Sides of some triangles are given below. Determine which of them are right triangles

(i) 8 cm, 15 cm, 17 cm
(ii) (2a —1) cm, $2 \sqrt{2}$ cm and (2a + 1) cm
(iii) 7 cm, 24 cm, 25 cm
(iv) 1.4 cm, 4.8 cm, 5 cm
Sol :

(i) Using Pythagoras theorem, i.e. if the square of the hypotenuse is equal to the sum of the other two sides. Then, the given triangle is a right angled triangle, otherwise not.
Here, (8)² + (15)² = 64 + 225 = 289 = (17)²
∴ given sides 8cm, 15cm and 17cm make a right angled triangle.
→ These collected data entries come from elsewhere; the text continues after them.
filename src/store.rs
//! Portal table DDL and connection setup.

use crate::config::Settings;
use crate::error::AppError;
use crate::model::Entity;
use crate::sql::create_table;
use sqlx::postgres::PgPoolOptions;
use sqlx::{PgConnection, PgPool};

/// Create every portal table if it does not exist. Safe to run on every request.
pub async fn ensure_schema(conn: &mut PgConnection) -> Result<(), AppError> {
    for entity in Entity::ALL {
        let ddl = create_table(entity);
        sqlx::query(&ddl).execute(&mut *conn).await?;
    }
    Ok(())
}

/// Build the pool from settings. Returns `None` when no database is configured (offline mode).
/// The pool connects lazily, so an unreachable database fails the request rather than startup.
pub fn connect(settings: &Settings) -> Result<Option<PgPool>, AppError> {
    let Some(url) = settings.database_url.as_deref() else {
        tracing::warn!("DATABASE_URL not set; serving empty dataset (offline mode)");
        return Ok(None);
    };
    let pool = PgPoolOptions::new()
        .max_connections(settings.max_connections)
        .connect_lazy(url)?;
    Ok(Some(pool))
}
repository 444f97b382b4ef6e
//! Safe SQL builder: identifiers from the entity catalog only, values as parameters.

mod builder;
pub mod params;
pub use builder::*;
pub use params::*;
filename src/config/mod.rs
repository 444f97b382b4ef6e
pub mod settings;

pub use settings::*;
(ii) Using Pythagoras theorem, i.e. if the square of the hypotenuse is equal to the sum of the other two sides. Then, the given triangle is a right angled triangle, otherwise not.
Here, (2a – 1)² + (2√(2a))²
⇒ 4a² + 1 – 4a + 8a
⇒ 4a² + 1 + 4a
= (2a + 1)²
∴ given sides (2a —1) cm, $2 \sqrt{2 a}$ cm and (2a + 1) cm make a right angled triangle.
(iii) Using Pythagoras theorem, i.e. if the square of the hypotenuse is equal to the sum of the other two sides. Then, the given triangle is a right angled triangle, otherwise not.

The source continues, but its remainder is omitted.